As Governing’s Mike Maciag writes in this issue, many areas of the country are seeing significant residential and commercial development on flood-prone land. Not only are local governments allowing it, but in some cases they’re even encouraging it. The rewards are obvious: It’s an easy route to population growth, grows the tax base and makes powerful lobbying groups happy. It strikes me as not unlike the use of tax incentives. And as is often the case with such tax breaks, governments are allowing this development without really knowing the costs, which are surely going to increase because of both climate change and federal policy.

Floods are the most frequent form of natural disaster. They affect all 50 states and are mostly inland and caused by rain. Since 2000, for example, Minnesota has recorded nearly three times as many devastating “mega-rain” events as in the previous 27 years. At $306 billion in economic losses, weather disasters across the country last year set a new annual record. Nearly all government disaster spending comes after a devastating event occurs, even though the National Institute of Building Sciences estimates a benefit of $6 for every $1 spent on pre-disaster mitigation.

Not only are the costs rising, but they are underestimated. In a new report, the Pew Charitable Trusts found that states “face challenges in collecting complete and comparable disaster expenditure information, particularly coordinating record-keeping across many agencies and maintaining policymaker attention on tracking.” State and local governments need to do a much better job of recording expenditures on response and recovery, as well as on transportation, housing, public safety and social services.

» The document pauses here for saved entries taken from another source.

//! On-disk layouts of the TRE header and directory records.

use binrw::{BinRead, BinWrite};

/// Size of the header, which is also where payloads start
pub const HEADER_SIZE: u64 = 36;

/// Size of one record in the record block
pub const RECORD_SIZE: u64 = 24;

/// Size of one payload hash after the name block
pub const HASH_SIZE: u64 = 16;

/// Fixed 36 byte header following the `EERT5000` signature.
///
/// Block storage methods are kept as raw integers so an unknown method surfaces as a
/// typed error from [`CompressionMethod`](super::CompressionMethod) rather than a layout
/// failure.
#[derive(BinRead, BinWrite, Debug, Copy, Clone, PartialEq)]
#[brw(magic = b"EERT5000", little)]
pub struct TreHeader {
    /// Number of directory records
    pub record_count: u32,

    /// Absolute offset of the record block, right after the last payload
    pub record_offset: u32,

    /// Storage method of the record block
    pub record_method: u32,

    /// Bytes the record block occupies in the file
    pub record_block_size: u32,

    /// Storage method of the name block
    pub name_method: u32,

    /// Bytes the name block occupies in the file
    pub name_block_size: u32,

    /// Bytes of the name block once expanded
    pub name_block_expanded: u32,
}

impl Default for TreHeader {
    fn default() -> Self {
        TreHeader {
            record_count: 0,
            record_offset: HEADER_SIZE as u32,
            record_method: 0,
            record_block_size: 0,
            name_method: 0,
            name_block_size: 0,
            name_block_expanded: 0,
        }
    }
}

/// One directory record
#[derive(BinRead, BinWrite, Debug, Default, Copy, Clone, PartialEq)]
#[brw(little)]
pub struct TreRecord {
    /// CRC-32/BZIP2 of the entry name
    pub name_crc: u32,

    /// Payload size once expanded
    pub expanded_size: u32,

    /// Absolute offset of the payload
    pub offset: u32,

    /// Storage method of the payload
    pub method: u32,

    /// Payload size in the file
    pub stored_size: u32,

    /// Where the NUL terminated name starts inside the expanded name block
    pub name_offset: u32,
}
//! Match confidence accumulated by format probes

use std::fmt;

/// How well a byte stream matches a format, between 0 and 100.
///
/// A score is built by adding the weight of every independent check that passed. The sum
/// saturates at [`ConfidenceScore::MAX`].
///
/// ```
/// use gamearc_engine::ConfidenceScore;
///
/// let mut score = ConfidenceScore::default();
/// score
///     .add(ConfidenceScore::MAGIC)
///     .add(ConfidenceScore::EXTENSION)
///     .add(ConfidenceScore::MAGIC);
/// assert_eq!(score.value(), 100);
/// ```
#[derive(Debug, Clone, Copy, Default, PartialEq, Eq, PartialOrd, Ord, Hash)]
pub struct ConfidenceScore(u8);

impl ConfidenceScore {
    /// Highest possible score
    pub const MAX: u8 = 100;

    /// Weight of a matching signature
    pub const MAGIC: u8 = 50;

    /// Weight of a matching file extension
    pub const EXTENSION: u8 = 20;

    /// Weight of each plausible secondary field
    pub const FIELD: u8 = 10;

    /// No evidence at all
    pub const ZERO: ConfidenceScore = ConfidenceScore(0);

    /// Create a score, capping it at [`ConfidenceScore::MAX`].
    pub fn new(value: u8) -> ConfidenceScore {
        ConfidenceScore(value.min(Self::MAX))
    }

    /// Add the weight of a passed check.
    pub fn add(&mut self, weight: u8) -> &mut ConfidenceScore {
        self.0 = self.0.saturating_add(weight).min(Self::MAX);
        self
    }

    /// Add `weight` when `passed` holds, handing `passed` back for chaining decisions.
    pub fn add_if(&mut self, passed: bool, weight: u8) -> bool {
        if passed {
            self.add(weight);
        }
        passed
    }

    /// The accumulated value
    pub fn value(self) -> u8 {
        self.0
    }
}

impl fmt::Display for ConfidenceScore {
    fn fmt(&self, f: &mut fmt::Formatter<'_>) -> fmt::Result {
        write!(f, "{}%", self.0)
    }
}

As disasters increase in numbers and costs, it would be a mistake to look for salvation from Washington. The Pew report quotes Brock Long, director of the Federal Emergency Management Agency, as calling for “an honest conversation with state and local governments as to what is the right balance for sustaining programs in responding and recovery.” Clearly, more costs are going to be shifted to state and local governments.

So what can they do? They can better control costs by changing land use policies and investing in mitigation. Local policymakers in particular need to look at the long-term impact of climate change, compare its forecast costs to the benefits of development and choose wisely. Lots of mayors talk about leading on climate change. This is a practical and responsible way for them to do so.